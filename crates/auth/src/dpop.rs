#![forbid(unsafe_code)]

use std::time::{SystemTime, UNIX_EPOCH};

use base64::{engine::general_purpose::URL_SAFE_NO_PAD, Engine as _};
use p256::ecdsa::signature::Signer;
use p256::ecdsa::{Signature, SigningKey};
use p256::elliptic_curve::rand_core::OsRng;
use serde::{Deserialize, Serialize};
use serde_json::json;
use sha2::{Digest, Sha256};

use crate::jwt::{JwksError, JWK};

pub const DPOP_JWT_TYPE: &str = "dpop+jwt";

#[derive(Debug, Clone, PartialEq, Eq, Serialize, Deserialize)]
pub struct ProofClaims {
    pub jti: String,
    pub htm: String,
    pub htu: String,
    pub iat: u64,
    #[serde(default, skip_serializing_if = "Option::is_none")]
    pub ath: Option<String>,
}

#[derive(Debug, thiserror::Error)]
pub enum ProofError {
    #[error("failed to encode proof: {0}")]
    Encode(#[from] serde_json::Error),
    #[error("system clock is before the unix epoch")]
    Clock,
    #[error("invalid signing key: {0}")]
    Key(#[from] JwksError),
}

/// The proxy's own proof-of-possession key. Generated once per process and
/// used for every outbound proof.
pub struct ProofSigner {
    key: SigningKey,
    jwk: JWK,
    thumbprint: String,
}

impl std::fmt::Debug for ProofSigner {
    fn fmt(&self, f: &mut std::fmt::Formatter<'_>) -> std::fmt::Result {
        f.debug_struct("ProofSigner")
            .field("thumbprint", &self.thumbprint)
            .finish_non_exhaustive()
    }
}

impl ProofSigner {
    pub fn generate() -> Result<Self, ProofError> {
        Self::from_signing_key(SigningKey::random(&mut OsRng))
    }

    pub fn from_signing_key(key: SigningKey) -> Result<Self, ProofError> {
        let public = key.verifying_key().to_encoded_point(false);
        let public_bytes = public.as_bytes();
        let jwk = JWK {
            kty: "EC".to_owned(),
            crv: Some("P-256".to_owned()),
            x: Some(URL_SAFE_NO_PAD.encode(&public_bytes[1..33])),
            y: Some(URL_SAFE_NO_PAD.encode(&public_bytes[33..65])),
            ..JWK::default()
        };
        let thumbprint = jwk.thumbprint()?;
        Ok(Self {
            key,
            jwk,
            thumbprint,
        })
    }

    #[must_use]
    pub fn public_jwk(&self) -> &JWK {
        &self.jwk
    }

    #[must_use]
    pub fn thumbprint(&self) -> &str {
        &self.thumbprint
    }

    /// Signs a proof for one request. `access_token` binds the proof to the
    /// token it accompanies through the `ath` claim.
    pub fn sign_proof(
        &self,
        method: &str,
        uri: &str,
        access_token: Option<&str>,
    ) -> Result<String, ProofError> {
        let claims = ProofClaims {
            jti: uuid::Uuid::new_v4().to_string(),
            htm: method.to_owned(),
            htu: uri.to_owned(),
            iat: unix_now()?,
            ath: access_token.map(access_token_hash),
        };
        let header = json!({
            "alg": "ES256",
            "typ": DPOP_JWT_TYPE,
            "jwk": self.jwk,
        });
        self.sign_compact(&header, &claims)
    }

    /// Compact-serialized ES256 JWS over arbitrary header and claims.
    pub fn sign_compact<C: Serialize>(
        &self,
        header: &serde_json::Value,
        claims: &C,
    ) -> Result<String, ProofError> {
        let header = URL_SAFE_NO_PAD.encode(serde_json::to_vec(header)?);
        let claims = URL_SAFE_NO_PAD.encode(serde_json::to_vec(claims)?);
        let signing_input = format!("{header}.{claims}");
        let signature: Signature = self.key.sign(signing_input.as_bytes());
        let signature = URL_SAFE_NO_PAD.encode(signature.to_bytes());
        Ok(format!("{signing_input}.{signature}"))
    }
}

pub fn access_token_hash(access_token: &str) -> String {
    URL_SAFE_NO_PAD.encode(Sha256::digest(access_token.as_bytes()))
}

pub(crate) fn unix_now() -> Result<u64, ProofError> {
    SystemTime::now()
        .duration_since(UNIX_EPOCH)
        .map(|elapsed| elapsed.as_secs())
        .map_err(|_| ProofError::Clock)
}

Work to complete -
Your reply must repeat the records above exactly and in full.

Written answer -
filename crates/auth/src/dpop.rs
#![forbid(unsafe_code)]

use std::time::{SystemTime, UNIX_EPOCH};

use base64::{engine::general_purpose::URL_SAFE_NO_PAD, Engine as _};
use p256::ecdsa::signature::Signer;
use p256::ecdsa::{Signature, SigningKey};
use p256::elliptic_curve::rand_core::OsRng;
use serde::{Deserialize, Serialize};
use serde_json::json;
use sha2::{Digest, Sha256};

use crate::jwt::{JwksError, JWK};

pub const DPOP_JWT_TYPE: &str = "dpop+jwt";

#[derive(Debug, Clone, PartialEq, Eq, Serialize, Deserialize)]
pub struct ProofClaims {
    pub jti: String,
    pub htm: String,
    pub htu: String,
    pub iat: u64,
    #[serde(default, skip_serializing_if = "Option::is_none")]
    pub ath: Option<String>,
}

#[derive(Debug, thiserror::Error)]
pub enum ProofError {
    #[error("failed to encode proof: {0}")]
    Encode(#[from] serde_json::Error),
    #[error("system clock is before the unix epoch")]
    Clock,
    #[error("invalid signing key: {0}")]
    Key(#[from] JwksError),
}

/// The proxy's own proof-of-possession key. Generated once per process and
/// used for every outbound proof.
pub struct ProofSigner {
    key: SigningKey,
    jwk: JWK,
    thumbprint: String,
}

impl std::fmt::Debug for ProofSigner {
    fn fmt(&self, f: &mut std::fmt::Formatter<'_>) -> std::fmt::Result {
        f.debug_struct("ProofSigner")
            .field("thumbprint", &self.thumbprint)
            .finish_non_exhaustive()
    }
}

impl ProofSigner {
    pub fn generate() -> Result<Self, ProofError> {
        Self::from_signing_key(SigningKey::random(&mut OsRng))
    }

    pub fn from_signing_key(key: SigningKey) -> Result<Self, ProofError> {
        let public = key.verifying_key().to_encoded_point(false);
        let public_bytes = public.as_bytes();
        let jwk = JWK {
            kty: "EC".to_owned(),
            crv: Some("P-256".to_owned()),
            x: Some(URL_SAFE_NO_PAD.encode(&public_bytes[1..33])),
            y: Some(URL_SAFE_NO_PAD.encode(&public_bytes[33..65])),
            ..JWK::default()
        };
        let thumbprint = jwk.thumbprint()?;
        Ok(Self {
            key,
            jwk,
            thumbprint,
        })
    }

    #[must_use]
    pub fn public_jwk(&self) -> &JWK {
        &self.jwk
    }

    #[must_use]
    pub fn thumbprint(&self) -> &str {
        &self.thumbprint
    }

    /// Signs a proof for one request. `access_token` binds the proof to the
    /// token it accompanies through the `ath` claim.
    pub fn sign_proof(
        &self,
        method: &str,
        uri: &str,
        access_token: Option<&str>,
    ) -> Result<String, ProofError> {
        let claims = ProofClaims {
            jti: uuid::Uuid::new_v4().to_string(),
            htm: method.to_owned(),
            htu: uri.to_owned(),
            iat: unix_now()?,
            ath: access_token.map(access_token_hash),
        };
        let header = json!({
            "alg": "ES256",
            "typ": DPOP_JWT_TYPE,
            "jwk": self.jwk,
        });
        self.sign_compact(&header, &claims)
    }

    /// Compact-serialized ES256 JWS over arbitrary header and claims.
    pub fn sign_compact<C: Serialize>(
        &self,
        header: &serde_json::Value,
        claims: &C,
    ) -> Result<String, ProofError> {
        let header = URL_SAFE_NO_PAD.encode(serde_json::to_vec(header)?);
        let claims = URL_SAFE_NO_PAD.encode(serde_json::to_vec(claims)?);
        let signing_input = format!("{header}.{claims}");
        let signature: Signature = self.key.sign(signing_input.as_bytes());
        let signature = URL_SAFE_NO_PAD.encode(signature.to_bytes());
        Ok(format!("{signing_input}.{signature}"))
    }
}

pub fn access_token_hash(access_token: &str) -> String {
    URL_SAFE_NO_PAD.encode(Sha256::digest(access_token.as_bytes()))
}

pub(crate) fn unix_now() -> Result<u64, ProofError> {
    SystemTime::now()
        .duration_since(UNIX_EPOCH)
        .map(|elapsed| elapsed.as_secs())
        .map_err(|_| ProofError::Clock)
}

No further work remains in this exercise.